Junk food link to depressionToo many hamburgers, hotdogs and pizzas increases depression risk
Eating too much junk food can affect your mental as well as your physical health, according to the latest research.
A study published in the Public Health Nutrition Journal found that people who regularly eat fast foods such as hamburgers, hotdogs and pizzas are 51 per cent more likely to develop depression compared with those who eat little or none.
The risk of depression was linked to the amount of junk food consumed.
"The more fast food you consume, the greater the risk of depression," said study leader Dr Almudena Sánchez-Villegas from the University of Las Palmas de Gran Canaria.
People who ate the most of this type of food were more likely to be single, less active, eat less fruit, nuts, fish, vegetables and olive oil and work more than 45 hours a week, the study found.

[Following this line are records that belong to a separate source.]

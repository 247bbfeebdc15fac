//! Period-search methods and the per-trial-point statistic interface.
//!
//! A [`Method`] is a small closed set of strategies selected by the caller.
//! Binding a method to a series with [`Method::bind`] precomputes whatever
//! the strategy needs once per series and returns a [`Statistic`] that the
//! scanner evaluates at every trial point:
//! - [`Method::Aov`]: phase-binned ANOVA over trial periods
//! - [`Method::Deeming`]: Deeming DFT over trial frequencies
//! - [`Method::SpectralWindow`]: DFT of the sampling pattern
//! - [`Method::Dcdft`]: date-compensated DFT
//! - [`Method::MultiHarmonic`]: least-squares fit with several harmonics

use super::aov::{AovConfig, AovStatistic};
use super::fourier::{FourierStatistic, SpectralWindowNormalization};
use super::harmonic_fit::{validate_harmonics, HarmonicFitStatistic};
use super::trig::TrigKernel;
use crate::core::{Coordinate, ObservationSeries, ScanVariable, StatisticTuple};
use crate::error::Result;

/// Statistic evaluated once per trial point by the scanner.
pub trait TrialStatistic {
    /// Display name of the method.
    fn name(&self) -> &'static str;

    /// Coordinate stepped through by the scan.
    fn scan_variable(&self) -> ScanVariable;

    /// Kinds of the primary and secondary values.
    fn coordinates(&self) -> (Coordinate, Coordinate);

    /// Evaluate the statistic at trial value `x`.
    ///
    /// Numeric degeneracies are returned as `NaN` values; an `Err` aborts
    /// the scan.
    fn compute(&mut self, x: f64) -> Result<StatisticTuple>;

    /// Trial points evaluated so far that had to be reported as `NaN`
    /// because the underlying computation failed.
    fn degraded_points(&self) -> usize {
        0
    }
}

/// Period-search method selected by the caller.
#[derive(Debug, Clone, Copy, PartialEq)]
pub enum Method {
    /// Analysis of variance over phase bins; scans period.
    Aov(AovConfig),
    /// Deeming DFT of the mean-subtracted magnitudes; scans frequency.
    Deeming { kernel: TrigKernel },
    /// Spectral window of the sample times; scans frequency.
    SpectralWindow {
        normalization: SpectralWindowNormalization,
        kernel: TrigKernel,
    },
    /// Date-compensated DFT; scans frequency.
    Dcdft { kernel: TrigKernel },
    /// Multi-harmonic least-squares DFT; scans frequency.
    MultiHarmonic { harmonics: usize, kernel: TrigKernel },
}

impl Default for Method {
    fn default() -> Self {
        Method::deeming()
    }
}

impl Method {
    /// AoV with 10 bins and the earliest-time epoch.
    pub fn aov() -> Self {
        Method::Aov(AovConfig::default())
    }

    pub fn deeming() -> Self {
        Method::Deeming {
            kernel: TrigKernel::default(),
        }
    }

    pub fn spectral_window(normalization: SpectralWindowNormalization) -> Self {
        Method::SpectralWindow {
            normalization,
            kernel: TrigKernel::default(),
        }
    }

    pub fn dcdft() -> Self {
        Method::Dcdft {
            kernel: TrigKernel::default(),
        }
    }

    pub fn multi_harmonic(harmonics: usize) -> Self {
        Method::MultiHarmonic {
            harmonics,
            kernel: TrigKernel::default(),
        }
    }

    /// Replace the trigonometric kernel. No effect on AoV.
    pub fn with_kernel(self, kernel: TrigKernel) -> Self {
        match self {
            Method::Aov(config) => Method::Aov(config),
            Method::Deeming { .. } => Method::Deeming { kernel },
            Method::SpectralWindow { normalization, .. } => Method::SpectralWindow {
                normalization,
                kernel,
            },
            Method::Dcdft { .. } => Method::Dcdft { kernel },
            Method::MultiHarmonic { harmonics, .. } => Method::MultiHarmonic { harmonics, kernel },
        }
    }

    pub fn name(&self) -> &'static str {
        match self {
            Method::Aov(_) => "AoV",
            Method::Deeming { .. } => "DFT (Deeming)",
            Method::SpectralWindow { .. } => "Spectral Window",
            Method::Dcdft { .. } => "DCDFT",
            Method::MultiHarmonic { .. } => "Multi-harmonic DFT",
        }
    }

    pub fn scan_variable(&self) -> ScanVariable {
        match self {
            Method::Aov(_) => ScanVariable::Period,
            _ => ScanVariable::Frequency,
        }
    }

    /// Check method-specific parameters (bin count, harmonic count).
    pub fn validate(&self) -> Result<()> {
        match self {
            Method::Aov(config) => config.validate(),
            Method::MultiHarmonic { harmonics, .. } => validate_harmonics(*harmonics),
            _ => Ok(()),
        }
    }

    /// Precompute per-series state and return the trial-point statistic.
    pub fn bind<'a>(&self, series: &'a ObservationSeries) -> Result<Statistic<'a>> {
        self.validate()?;
        let statistic = match *self {
            Method::Aov(config) => Statistic::Aov(AovStatistic::new(series, &config)?),
            Method::Deeming { kernel } => {
                Statistic::Fourier(FourierStatistic::deeming(series, kernel))
            }
            Method::SpectralWindow {
                normalization,
                kernel,
            } => Statistic::Fourier(FourierStatistic::spectral_window(
                series,
                normalization,
                kernel,
            )),
            Method::Dcdft { kernel } => {
                Statistic::HarmonicFit(HarmonicFitStatistic::dcdft(series, kernel)?)
            }
            Method::MultiHarmonic { harmonics, kernel } => Statistic::HarmonicFit(
                HarmonicFitStatistic::multi_harmonic(series, harmonics, kernel)?,
            ),
        };
        Ok(statistic)
    }
}

/// A [`Method`] bound to one series.
#[derive(Debug, Clone)]
pub enum Statistic<'a> {
    Aov(AovStatistic<'a>),
    Fourier(FourierStatistic<'a>),
    HarmonicFit(HarmonicFitStatistic<'a>),
}

impl TrialStatistic for Statistic<'_> {
    fn name(&self) -> &'static str {
        match self {
            Statistic::Aov(s) => s.name(),
            Statistic::Fourier(s) => s.name(),
            Statistic::HarmonicFit(s) => s.name(),
        }
    }

    fn scan_variable(&self) -> ScanVariable {
        match self {
            Statistic::Aov(s) => s.scan_variable(),
            Statistic::Fourier(s) => s.scan_variable(),
            Statistic::HarmonicFit(s) => s.scan_variable(),
        }
    }

    fn coordinates(&self) -> (Coordinate, Coordinate) {
        match self {
            Statistic::Aov(s) => s.coordinates(),
            Statistic::Fourier(s) => s.coordinates(),
            Statistic::HarmonicFit(s) => s.coordinates(),
        }
    }

    fn compute(&mut self, x: f64) -> Result<StatisticTuple> {
        match self {
            Statistic::Aov(s) => s.compute(x),
            Statistic::Fourier(s) => s.compute(x),
            Statistic::HarmonicFit(s) => s.compute(x),
        }
    }

    fn degraded_points(&self) -> usize {
        match self {
            Statistic::Aov(s) => s.degraded_points(),
            Statistic::Fourier(s) => s.degraded_points(),
            Statistic::HarmonicFit(s) => s.degraded_points(),
        }
    }
}
//! # anofox-periodogram
//!
//! Period search for irregularly sampled time series.
//!
//! Scans a range of trial frequencies or periods over a series of
//! `(time, magnitude)` observations and reports how strongly the data are
//! periodic at each trial point, together with the ranked local maxima
//! ("top hits"). Methods include Analysis of Variance (AoV) over phase bins,
//! the Deeming DFT, the spectral window, the date-compensated DFT and a
//! multi-harmonic least-squares DFT.
//!
//! Scans are single-threaded and can be interrupted cooperatively from
//! another thread through a shared [`RunState`](core::RunState) handle.

// Allow some clippy warnings for cleaner code in specific cases
#![allow(clippy::too_many_arguments)]
#![allow(clippy::needless_range_loop)]
#![allow(clippy::neg_cmp_op_on_partial_ord)]

pub mod core;
pub mod error;
pub mod periodogram;
pub mod utils;

pub use error::{PeriodogramError, Result};

pub mod prelude {
    pub use crate::core::{
        Coordinate, Observation, ObservationSeries, ParameterProvider, ResultSeries, RunPhase,
        RunState, ScanParameters, ScanVariable,
    };
    pub use crate::error::{PeriodogramError, Result};
    pub use crate::periodogram::{
        AovConfig, EpochStrategy, Method, PeriodAnalysis, PeriodSearch, RunOutcome,
        SpectralWindowNormalization, TopHitLimit, TopHitSet, TrialStatistic, TrigKernel,
    };
}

They were also more likely to smoke.
The study included 8,964 people who had never been diagnosed with depression or taken anti-depressant medication. The scientists assessed the mental health and diet of the participants for an average of six months. At the end of the study period, 493 people were diagnosed with depression or had started taking anti-depressants.
The researchers also added that the link between commercial baked goods and depression was as "equally conclusive" as that seen with fast food.
"Even eating small quantities is linked to a significantly higher chance of developing depression," said Dr Almudena Sánchez-Villegas.
A previous larger study, published in the journal PLoS One, linked eating fast food with a 42 per cent increased risk of depression.
Others studies suggest that certain nutrients, including group B vitamins, omega-3 fatty acids and olive oil may help to protect against depression. A Mediterranean diet has also been linked to a lower risk of developing the condition.
Dr Sánchez-Villegas concluded: "Although more studies are necessary, the intake of this type of food should be controlled because of its implications on both health (obesity, cardiovascular diseases) and mental well-being."